GUILLAUME
DE SEIGNELAY (1207-1220) |
Guillaume de Seignelay et son frère Manassès, de la famille des barons
de Seignelay, alliée du côté des femmes à celle de saint Bernard,
furent célèbres par leur vive et constante amitié L’un et l’autre
étaient fils de Bouchard, seigneur de Seignelay, et d’Eléonore, fille
d’André, seigneur de Montbard. Répondant aux désirs de leur pieuse mère;
ils se consacrèrent au service des autels : Guillaume devint trésorier,
et archidiacre de Provin à Sens, chanoine de Cambrai, et Manassès,
archidiacre de la métropole de Sens.

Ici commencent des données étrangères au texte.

//! Background turn execution.
//!
//! Each turn runs on its own tokio task against a history snapshot. Progress
//! and the final outcome travel back to the UI loop as [`UiEvent::Turn`]
//! messages; nothing here touches [`crate::core::app::App`].

use std::sync::Arc;

use tokio::sync::mpsc;
use tokio::task::JoinHandle;
use tokio_util::sync::CancellationToken;
use tracing::{debug, warn};

use super::UiEvent;
use crate::core::app::TurnTicket;
use crate::core::orchestrator::{CompletedTurn, Orchestrator, TurnError, TurnEvent, TurnObserver};

#[derive(Debug)]
pub enum TurnUpdate {
    Progress { id: u64, event: TurnEvent },
    Completed { id: u64, turn: CompletedTurn },
    Failed { id: u64, error: TurnError },
}

/// Forwards orchestrator progress for one turn onto the UI channel.
struct TurnProgress {
    id: u64,
    event_tx: mpsc::UnboundedSender<UiEvent>,
}

impl TurnObserver for TurnProgress {
    fn notify(&self, event: TurnEvent) {
        let _ = self.event_tx.send(UiEvent::Turn(TurnUpdate::Progress { id: self.id, event }));
    }
}

pub struct TurnRunner {
    orchestrator: Arc<Orchestrator>,
    event_tx: mpsc::UnboundedSender<UiEvent>,
    cancel: CancellationToken,
}

impl TurnRunner {
    /// Turns spawned by this runner are cancelled when `cancel` is.
    pub fn new(
        orchestrator: Arc<Orchestrator>,
        event_tx: mpsc::UnboundedSender<UiEvent>,
        cancel: CancellationToken,
    ) -> Self {
        Self {
            orchestrator,
            event_tx,
            cancel,
        }
    }

    pub fn spawn(&self, ticket: TurnTicket) -> JoinHandle<()> {
        let orchestrator = Arc::clone(&self.orchestrator);
        let event_tx = self.event_tx.clone();
        let cancel = self.cancel.child_token();

        tokio::spawn(async move {
            let TurnTicket {
                id,
                user_message,
                history,
            } = ticket;
            debug!(turn = id, "turn started");

            let progress = TurnProgress {
                id,
                event_tx: event_tx.clone(),
            };
            let update = match orchestrator
                .run_turn(&user_message, &history, &progress, &cancel)
                .await
            {
                Ok(turn) => TurnUpdate::Completed { id, turn },
                Err(error) => {
                    warn!(turn = id, error = %error, "turn failed");
                    TurnUpdate::Failed { id, error }
                }
            };

            // The loop may already be gone during shutdown.
            let _ = event_tx.send(UiEvent::Turn(update));
        })
    }
}

#[cfg(test)]
mod tests {
    use super::*;
    use crate::core::completion::CompletionClient;
    use crate::core::evaluator::Evaluator;
    use crate::core::message::Message;
    use crate::utils::test_utils::{transport_error, HangingClient, ScriptedClient};

    fn runner_with(
        responder: Arc<dyn CompletionClient>,
        evaluator: Arc<dyn CompletionClient>,
    ) -> (TurnRunner, mpsc::UnboundedReceiver<UiEvent>, CancellationToken) {
        let orchestrator = Orchestrator::new(responder, Evaluator::new(evaluator, "judge"), "base");
        let (event_tx, event_rx) = mpsc::unbounded_channel();
        let cancel = CancellationToken::new();
        (
            TurnRunner::new(Arc::new(orchestrator), event_tx, cancel.clone()),
            event_rx,
            cancel,
        )
    }

    fn ticket(id: u64, message: &str) -> TurnTicket {
        TurnTicket {
            id,
            user_message: message.to_string(),
            history: vec![Message::user("earlier"), Message::assistant("reply")],
        }
    }

    async fn next_update(rx: &mut mpsc::UnboundedReceiver<UiEvent>) -> TurnUpdate {
        match rx.recv().await {
            Some(UiEvent::Turn(update)) => update,
            other => panic!("expected a turn update, got {other:?}"),
        }
    }

    #[tokio::test]
    async fn accepted_turn_reports_progress_then_completion() {
        let responder = Arc::new(ScriptedClient::new("responder", [Ok("draft".to_string())]));
        let evaluator = Arc::new(ScriptedClient::new(
            "evaluator",
            [Ok(r#"{"is_acceptable": true, "feedback": ""}"#.to_string())],
        ));
        let (runner, mut rx, _cancel) = runner_with(responder.clone(), evaluator);

        runner.spawn(ticket(4, "hi")).await.unwrap();

        assert!(matches!(
            next_update(&mut rx).await,
            TurnUpdate::Progress {
                id: 4,
                event: TurnEvent::EvaluationPassed
            }
        ));
        match next_update(&mut rx).await {
            TurnUpdate::Completed { id, turn } => {
                assert_eq!(id, 4);
                assert_eq!(turn.reply, "draft");
                assert_eq!(turn.user_message, "hi");
            }
            other => panic!("expected completion, got {other:?}"),
        }

        // The snapshot was sent ahead of the new user message.
        let sent = &responder.requests()[0].messages;
        assert_eq!(sent[1].content, "earlier");
        assert_eq!(sent.last().unwrap().content, "hi");
    }

    #[tokio::test]
    async fn failed_turn_reports_error() {
        let responder = Arc::new(ScriptedClient::new(
            "responder",
            [Err(transport_error("connection refused"))],
        ));
        let evaluator = Arc::new(ScriptedClient::new("evaluator", []));
        let (runner, mut rx, _cancel) = runner_with(responder, evaluator);

        runner.spawn(ticket(1, "hi")).await.unwrap();

        assert!(matches!(
            next_update(&mut rx).await,
            TurnUpdate::Failed {
                id: 1,
                error: TurnError::Generation(_)
            }
        ));
    }

    #[tokio::test]
    async fn cancelling_the_root_token_stops_running_turns() {
        let evaluator = Arc::new(ScriptedClient::new("evaluator", []));
        let (runner, mut rx, cancel) = runner_with(Arc::new(HangingClient), evaluator);

        let handle = runner.spawn(ticket(2, "hi"));
        cancel.cancel();
        handle.await.unwrap();

        assert!(matches!(
            next_update(&mut rx).await,
            TurnUpdate::Failed {
                id: 2,
                error: TurnError::Cancelled
            }
        ));
    }
}
use serde::{Deserialize, Serialize};

/// Speaker of a message sent to a completion backend.
#[derive(Debug, Clone, Copy, PartialEq, Eq, Hash, Serialize, Deserialize)]
#[serde(try_from = "String", into = "String")]
pub enum Role {
    System,
    User,
    Assistant,
}

impl Role {
    pub fn as_str(self) -> &'static str {
        match self {
            Role::System => "system",
            Role::User => "user",
            Role::Assistant => "assistant",
        }
    }
}

impl AsRef<str> for Role {
    fn as_ref(&self) -> &str {
        self.as_str()
    }
}

impl TryFrom<&str> for Role {
    type Error = String;

    fn try_from(value: &str) -> Result<Self, Self::Error> {
        match value {
            "system" => Ok(Role::System),
            "user" => Ok(Role::User),
            "assistant" => Ok(Role::Assistant),
            _ => Err(format!("invalid message role: {value}")),
        }
    }
}

impl TryFrom<String> for Role {
    type Error = String;

    fn try_from(value: String) -> Result<Self, Self::Error> {
        Self::try_from(value.as_str())
    }
}

impl From<Role> for String {
    fn from(value: Role) -> Self {
        value.as_str().to_string()
    }
}

#[derive(Debug, Clone, PartialEq, Eq, Serialize, Deserialize)]
pub struct Message {
    pub role: Role,
    pub content: String,
}

impl Message {
    pub fn new(role: Role, content: impl Into<String>) -> Self {
        Self {
            role,
            content: content.into(),
        }
    }

    pub fn system(content: impl Into<String>) -> Self {
        Self::new(Role::System, content)
    }

    pub fn user(content: impl Into<String>) -> Self {
        Self::new(Role::User, content)
    }

    pub fn assistant(content: impl Into<String>) -> Self {
        Self::new(Role::Assistant, content)
    }
}

/// Committed user/assistant exchanges, oldest first.
///
/// The system prompt is never stored here. The only way to grow the history is
/// [`ConversationHistory::commit_turn`], so a rejected draft can never be
/// recorded and a turn is always appended as a (user, assistant) pair.
#[derive(Debug, Clone, Default, PartialEq, Eq)]
pub struct ConversationHistory {
    messages: Vec<Message>,
}

impl ConversationHistory {
    pub fn new() -> Self {
        Self::default()
    }

    pub fn messages(&self) -> &[Message] {
        &self.messages
    }

    pub fn len(&self) -> usize {
        self.messages.len()
    }

    pub fn is_empty(&self) -> bool {
        self.messages.is_empty()
    }

    pub fn commit_turn(&mut self, user_message: impl Into<String>, reply: impl Into<String>) {
        self.messages.push(Message::user(user_message));
        self.messages.push(Message::assistant(reply));
    }
}

/// Role of an entry in the on-screen transcript.
///
/// App-authored entries (`app/*`) are rendered but never transmitted to a
/// backend and never enter [`ConversationHistory`].
#[derive(Debug, Clone, Copy, PartialEq, Eq, Hash)]
pub enum TranscriptRole {
    User,
    Assistant,
    AppInfo,
    AppWarning,
    AppError,
}

impl TranscriptRole {
    pub fn is_app(self) -> bool {
        matches!(
            self,
            TranscriptRole::AppInfo | TranscriptRole::AppWarning | TranscriptRole::AppError
        )
    }
}

#[derive(Debug, Clone, PartialEq, Eq)]
pub struct TranscriptEntry {
    pub role: TranscriptRole,
    pub content: String,
}

impl TranscriptEntry {
    pub fn new(role: TranscriptRole, content: impl Into<String>) -> Self {
        Self {
            role,
            content: content.into(),
        }
    }

    pub fn user(content: impl Into<String>) -> Self {
        Self::new(TranscriptRole::User, content)
    }

    pub fn assistant(content: impl Into<String>) -> Self {
        Self::new(TranscriptRole::Assistant, content)
    }

    pub fn app_info(content: impl Into<String>) -> Self {
        Self::new(TranscriptRole::AppInfo, content)
    }

    pub fn app_warning(content: impl Into<String>) -> Self {
        Self::new(TranscriptRole::AppWarning, content)
    }

    pub fn app_error(content: impl Into<String>) -> Self {
        Self::new(TranscriptRole::AppError, content)
    }
}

A la mort de Michel de Corbeil, tous
deux refusèrent l’archevêché de cette ville qui leur fût
successivement offert. Ils vivaient ensemble, unissaient leurs lumières
et leurs vertus; et bien que d’un caractère différent, ils parurent
toute leur vie n’avoir qu’une seule volonté. En 1194, Guillaume fut élu doyen du chapitre d’Auxerre, où son frère
le rejoignit bientôt avec le titre d’archidiacre de cette même église.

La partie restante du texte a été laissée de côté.